A EMTr foi aprovada pelo FDA para utilização em pacientes em episódio depressivo unipolar sem boa resposta ao primeiro tratamento padronizado com tratamento medicamentoso. Esta indicação se justifica, pois existem várias limitações no tratamento com os antidepressivos modernos, entre as quais citamos: 
  • 1) 50% dos indivíduos em episódio depressivo não apresentam resposta satisfatória ao primeiro medicamento antidepressivo utilizado; 
  • 2) apenas 30 a 50% dos pacientes sem boa resposta à primeira tentativa responderão a uma segunda tentativa medicamentosa ou à psicoterapia; 
  • 3) 20% dos pacientes em episódio depressivo encontram-se com quadro crônico após 2 anos do início do episódio. 
Os fatos citados acima indicam que existe uma limitação no tratamento medicamentoso “per si”, não significando que o paciente seja problemático ou incurável.

DIFERENÇAS ENTRE EMTr E ANTIDEPRESSIVOS 

Existem diferenças marcantes entre os benefícios da EMTr e dos antidepressivos; salientamos que ambos são tratamentos complementares e não excludentes; a EMTr em geral permite uma redução importante no número e na dose de antidepressivos utilizados.

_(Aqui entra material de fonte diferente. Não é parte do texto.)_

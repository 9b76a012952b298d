use chrono::{DateTime, Utc};
use serde::{Deserialize, Serialize};
use std::fmt;
use std::time::Instant;
use tokio::sync::oneshot;
use uuid::Uuid;

/// Model tier selecting which loaded model serves a request.
///
/// Tiers double as model identifiers for the lock registry: all inference
/// against one tier goes through that tier's lock.
#[derive(Debug, Clone, Copy, Serialize, Deserialize, PartialEq, Eq, Hash, PartialOrd, Ord)]
#[serde(rename_all = "lowercase")]
pub enum ModelTier {
	Basic,
	Medium,
	Premium,
}

impl ModelTier {
	/// Derive a tier from text length. Pure function, no stored state.
	///
	/// Short interactive messages go to the small fast model; long passages
	/// go to the large one.
	#[must_use]
	pub fn for_text(text: &str) -> Self {
		match text.chars().count() {
			0..=19 => Self::Basic,
			20..=100 => Self::Medium,
			_ => Self::Premium,
		}
	}

	/// Stable identifier used as the model lock key and in result metadata.
	#[must_use]
	pub const fn as_str(self) -> &'static str {
		match self {
			Self::Basic => "basic",
			Self::Medium => "medium",
			Self::Premium => "premium",
		}
	}
}

impl fmt::Display for ModelTier {
	fn fmt(&self, f: &mut fmt::Formatter<'_>) -> fmt::Result {
		write!(f, "{}", self.as_str())
	}
}

/// Conversation-level encryption mode, consulted before dispatch.
#[derive(Debug, Clone, Copy, Serialize, Deserialize, PartialEq, Eq, Default)]
#[serde(rename_all = "lowercase")]
pub enum EncryptionMode {
	#[default]
	None,
	Server,
	Hybrid,
	E2ee,
}

impl EncryptionMode {
	/// Fully end-to-end encrypted content never reaches the worker pool:
	/// the server cannot read it, so there is nothing to translate.
	#[must_use]
	pub const fn is_translatable(self) -> bool {
		!matches!(self, Self::E2ee)
	}
}

/// What the caller wants translated: inline text or a stored audio segment.
#[derive(Debug, Clone, Serialize, Deserialize, PartialEq, Eq)]
#[serde(rename_all = "camelCase")]
pub enum SourcePayload {
	Text(String),
	AudioRef(String),
}

impl SourcePayload {
	#[must_use]
	pub fn text(&self) -> Option<&str> {
		match self {
			Self::Text(t) => Some(t),
			Self::AudioRef(_) => None,
		}
	}
}

/// A single unit of translation work.
///
/// Once created, a request is immutable and self-describing. The gateway
/// refuses to construct one for end-to-end encrypted content.
#[derive(Debug, Clone)]
pub struct TranslationRequest {
	pub request_id: Uuid,
	pub conversation_id: String,
	pub source: SourcePayload,
	/// `None` means auto-detect.
	pub source_language: Option<String>,
	pub target_language: String,
	/// Explicit tier override; derived from text length when absent.
	pub model_tier: Option<ModelTier>,
	pub encryption_mode: EncryptionMode,
}

impl TranslationRequest {
	/// Explicit tier if the caller supplied one, length-derived otherwise.
	/// Audio segments default to the medium tier.
	#[must_use]
	pub fn resolved_tier(&self) -> ModelTier {
		self.model_tier.unwrap_or_else(|| match &self.source {
			SourcePayload::Text(text) => ModelTier::for_text(text),
			SourcePayload::AudioRef(_) => ModelTier::Medium,
		})
	}
}

/// Completed translation, written once by a worker and read by waiters.
#[derive(Debug, Clone, Serialize, Deserialize, PartialEq)]
#[serde(rename_all = "camelCase")]
pub struct TranslationResult {
	pub request_id: Uuid,
	pub translated_text: String,
	/// Resolved language, never `auto` once returned.
	pub source_language: String,
	pub target_language: String,
	pub confidence: f32,
	pub model_used: String,
	pub processing_time_seconds: f64,
	pub from_cache: bool,
}

/// Why a dispatched request produced no translation.
#[derive(Debug, Clone, Copy, Serialize, Deserialize, PartialEq, Eq)]
#[serde(rename_all = "camelCase")]
pub enum FailureKind {
	WorkerUnavailable,
	Inference,
}

/// Typed failure record a worker writes instead of silently dropping work.
#[derive(Debug, Clone, Serialize, Deserialize, PartialEq)]
#[serde(rename_all = "camelCase")]
pub struct FailureRecord {
	pub kind: FailureKind,
	pub detail: String,
	pub recorded_at: DateTime<Utc>,
}

impl FailureRecord {
	#[must_use]
	pub fn new(kind: FailureKind, detail: impl Into<String>) -> Self {
		Self {
			kind,
			detail: detail.into(),
			recorded_at: Utc::now(),
		}
	}
}

/// Terminal outcome of one dispatched request, as stored per result key.
#[derive(Debug, Clone, PartialEq)]
pub enum StoredOutcome {
	Ready(TranslationResult),
	Failed(FailureRecord),
}

/// Key for the result store: one source message may be translated into
/// several target languages concurrently, each an independent result under
/// the same request lineage.
#[derive(Debug, Clone, PartialEq, Eq, Hash)]
pub struct ResultKey {
	pub request_id: Uuid,
	pub target_language: String,
}

impl ResultKey {
	#[must_use]
	pub fn new(request_id: Uuid, target_language: impl Into<String>) -> Self {
		Self {
			request_id,
			target_language: target_language.into(),
		}
	}
}

/// Lifecycle of one dispatched-but-not-yet-resolved request.
#[derive(Debug, Clone, Copy, PartialEq, Eq)]
pub enum TicketStatus {
	Pending,
	Completed,
	Failed,
	TimedOut,
}

/// One dispatched request awaiting resolution.
///
/// Owned exclusively by the wait bridge for its lifetime; consumed when the
/// bridge returns to the caller. The `completion` channel is the in-process
/// fast path; the store poll covers waiters that outlive it.
#[derive(Debug)]
pub struct InflightTicket {
	pub request_id: Uuid,
	pub target_language: String,
	/// Carried so a timeout can degrade to a tagged pass-through.
	pub source_text: Option<String>,
	pub source_language: Option<String>,
	pub dispatched_at: Instant,
	pub status: TicketStatus,
	pub(crate) completion: oneshot::Receiver<StoredOutcome>,
}

impl InflightTicket {
	#[must_use]
	pub fn new(request: &TranslationRequest, completion: oneshot::Receiver<StoredOutcome>) -> Self {
		Self {
			request_id: request.request_id,
			target_language: request.target_language.clone(),
			source_text: request.source.text().map(str::to_owned),
			source_language: request.source_language.clone(),
			dispatched_at: Instant::now(),
			status: TicketStatus::Pending,
			completion,
		}
	}

	#[must_use]
	pub fn key(&self) -> ResultKey {
		ResultKey::new(self.request_id, self.target_language.clone())
	}
}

O início do efeito benéfico da EMTr na depressão é notado na primeira semana do tratamento, este efeito aumenta da segunda à quarta semana e persiste até a sexta semana. 

Embora não existam ainda estudos comparativos entre o início do efeito dos antidepressivos e a EMTr, é importante notar que: 
  • 1) a maioria dos pacientes em tratamento medicamentoso não apresenta remissão completa até 2 semanas de tratamento; 
  • 2) muitos pacientes abandonam o tratamento em menos de 4 semanas em virtude de baixa eficácia e; 
  • 3) em muitos casos o efeito benéfico pode ocorrer em 6-8 semanas.
O tamanho do efeito da EMTr é similar ao dos antidepressivos modernos; recentemente um estudo comparativo entre EMTr (administrada por 4 semanas) e a venlafaxina, evidenciou que o tamanho do efeito da EMTr é similar ao da venlafaxina XR em dose de 150 mg/dia.

A grande vantagem da EMtr frente aos antidepressivos é quanto aos efeitos adversos. Diferentemente dos antidepressivos, a EMTr não produz efeitos tais como boca seca, náuseas, aumento de peso, aumento de pressão arterial, diarréia, impotência sexual e alterações no orgasmo masculino e feminino. Adicionalmente, quando houver intolerância aos antidepressivos a EMTr pode ser utilizada.

NORMAS DE SEGURANÇA

A EMTr é um procedimento que tem normas técnicas internacionais (Rossi et al 2008), e desde que as mesmas sejam levadas em consideração, o efeito adverso mais importante durante o tratamento é uma leve dor de cabeça (que resolve com medicamentos) no local da estimulação. Estas normas são previamente explicadas, caso a caso, no início do tratamento.